# [DATASET EXTRACT]
╭──

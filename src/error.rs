//! # Error Handling
//!
//! This module defines the centralized error type for `maven-compose`. It uses
//! the `thiserror` library to create a single `Error` enum that covers every
//! failure mode of composite assembly, with messages that always identify the
//! fragment coordinate involved.
//!
//! ## Key Components
//!
//! - **`Error`**: The main enum. The first group of variants is raised by the
//!   composite assembly engine itself (malformed fragment declarations,
//!   mismatched local overrides, failed resolution, merge problems, failed
//!   recursive builds and fragment cycles). The second group covers the
//!   ambient failures of the reference collaborators (I/O, YAML, config).
//!
//! - **`Result<T>`**: A type alias for `std::result::Result<T, Error>`.
//!
//! None of these errors are recoverable for the current `compose` call: the
//! engine never retries and never returns a partially assembled descriptor.

use std::path::PathBuf;

use thiserror::Error;

/// Main error type for maven-compose operations
#[derive(Error, Debug)]
pub enum Error {
    /// A fragment declaration could not be parsed into a coordinate.
    ///
    /// Raised when fewer than three (or more than five) colon-separated
    /// fields are present, or when a mandatory field is empty.
    #[error("Invalid fragment coordinate '{value}': {message}")]
    InvalidCoordinate { value: String, message: String },

    /// A local override directory contains a descriptor whose own coordinate
    /// does not match the declared one.
    #[error("Declared fragment {declared} does not match descriptor {found} located at {}", location.display())]
    CoordinateMismatch {
        declared: String,
        found: String,
        location: PathBuf,
    },

    /// The artifact repository could not resolve a fragment.
    #[error("Failed to resolve fragment {coordinate}: {diagnostic}")]
    ResolutionFailed {
        coordinate: String,
        diagnostic: String,
    },

    /// Merging a fragment produced one or more errors or fatals.
    ///
    /// `problems` lists errors first, then fatals, in collection order.
    #[error("There were problems assembling the inheritance model for composite artifact {gav}. Errors:{}", problems.iter().map(|p| format!("\n{}", p)).collect::<String>())]
    MergeProblems { gav: String, problems: Vec<String> },

    /// Building a fragment's own descriptor failed.
    #[error("Failed to build fragment {coordinate}: {source}")]
    RecursiveBuild {
        coordinate: String,
        #[source]
        source: Box<Error>,
    },

    /// A fragment appears in its own ancestor chain, or the chain exceeds
    /// the configured depth bound.
    #[error("Cycle detected in fragment declarations: {chain}")]
    CyclicFragment { chain: String },

    /// The wrapped single-inheritance builder failed.
    #[error("Descriptor build error for {}: {message}", location.display())]
    Build { location: PathBuf, message: String },

    /// An error occurred while parsing the `.maven-compose.yaml` configuration.
    #[error("Configuration parsing error: {message}{}", hint.as_ref().map(|h| format!("\n  hint: {}", h)).unwrap_or_default())]
    ConfigParse {
        message: String,
        /// Optional hint for how to fix the configuration issue
        hint: Option<String>,
    },

    /// A cache mutex has been poisoned by a panicking thread.
    #[error("Lock poisoned: {context}")]
    LockPoisoned { context: String },

    /// An I/O error, wrapped from `std::io::Error`.
    #[error("I/O error: {0}")]
    Io(#[from] std::io::Error),

    /// A YAML parsing error, wrapped from `serde_yaml::Error`.
    #[error("YAML parsing error: {0}")]
    Yaml(#[from] serde_yaml::Error),

    /// An error occurred during serialization.
    #[error("Serialization error: {message}")]
    Serialization { message: String },
}

impl Error {
    /// The innermost error, looking through nested `RecursiveBuild` layers
    pub fn root_cause(&self) -> &Error {
        match self {
            Error::RecursiveBuild { source, .. } => source.root_cause(),
            other => other,
        }
    }
}

/// A convenient type alias for `Result<T, Error>`.
pub type Result<T> = std::result::Result<T, Error>;

#[cfg(test)]
mod tests {
    use super::*;

    #[test]
    fn test_error_display_invalid_coordinate() {
        let error = Error::InvalidCoordinate {
            value: "com.x:frag".to_string(),
            message: "expected at least 3 fields".to_string(),
        };
        let display = format!("{}", error);
        assert!(display.contains("Invalid fragment coordinate"));
        assert!(display.contains("com.x:frag"));
    }

    #[test]
    fn test_error_display_coordinate_mismatch() {
        let error = Error::CoordinateMismatch {
            declared: "com.x:frag:1.0".to_string(),
            found: "com.x:other:1.0".to_string(),
            location: PathBuf::from("/work/frag/pom.yaml"),
        };
        let display = format!("{}", error);
        assert!(display.contains("com.x:frag:1.0"));
        assert!(display.contains("com.x:other:1.0"));
        assert!(display.contains("/work/frag/pom.yaml"));
    }

    #[test]
    fn test_error_display_merge_problems_one_per_line() {
        let error = Error::MergeProblems {
            gav: "com.x:frag:1.0".to_string(),
            problems: vec!["first".to_string(), "second".to_string()],
        };
        let display = format!("{}", error);
        assert!(display.contains("composite artifact com.x:frag:1.0"));
        assert!(display.ends_with("Errors:\nfirst\nsecond"));
    }

    #[test]
    fn test_error_recursive_build_keeps_source() {
        let error = Error::RecursiveBuild {
            coordinate: "com.x:frag:1.0".to_string(),
            source: Box::new(Error::ResolutionFailed {
                coordinate: "com.x:base:2.0".to_string(),
                diagnostic: "not found".to_string(),
            }),
        };
        let display = format!("{}", error);
        assert!(display.contains("Failed to build fragment com.x:frag:1.0"));
        assert!(display.contains("com.x:base:2.0"));
        assert!(std::error::Error::source(&error).is_some());
    }

    #[test]
    fn test_root_cause_unwraps_nested_builds() {
        let error = Error::RecursiveBuild {
            coordinate: "com.x:a:1".to_string(),
            source: Box::new(Error::RecursiveBuild {
                coordinate: "com.x:b:1".to_string(),
                source: Box::new(Error::CyclicFragment {
                    chain: "b -> a -> b".to_string(),
                }),
            }),
        };
        assert!(matches!(error.root_cause(), Error::CyclicFragment { .. }));
    }

    #[test]
    fn test_error_display_cycle() {
        let error = Error::CyclicFragment {
            chain: "a -> b -> a".to_string(),
        };
        assert!(error.to_string().contains("a -> b -> a"));
    }

    #[test]
    fn test_error_display_config_parse_with_hint() {
        let error = Error::ConfigParse {
            message: "unknown strategy".to_string(),
            hint: Some("use 'direct' or 'substitute-parent'".to_string()),
        };
        let display = format!("{}", error);
        assert!(display.contains("Configuration parsing error"));
        assert!(display.contains("hint:"));
    }

    #[test]
    fn test_error_from_io_error() {
        let io_error = std::io::Error::new(std::io::ErrorKind::NotFound, "File not found");
        let error: Error = io_error.into();
        let display = format!("{}", error);
        assert!(display.contains("I/O error"));
        assert!(display.contains("File not found"));
    }

    #[test]
    fn test_error_from_yaml_error() {
        let yaml_error = serde_yaml::from_str::<serde_yaml::Value>("invalid: [unclosed").unwrap_err();
        let error: Error = yaml_error.into();
        assert!(format!("{}", error).contains("YAML parsing error"));
    }
}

╰──

# [EXERCISE AIM]
If a line of the records above holds the word "base", show it.

# [COMPLETED EXERCISE]
                coordinate: "com.x:base:2.0".to_string(),
        assert!(display.contains("com.x:base:2.0"));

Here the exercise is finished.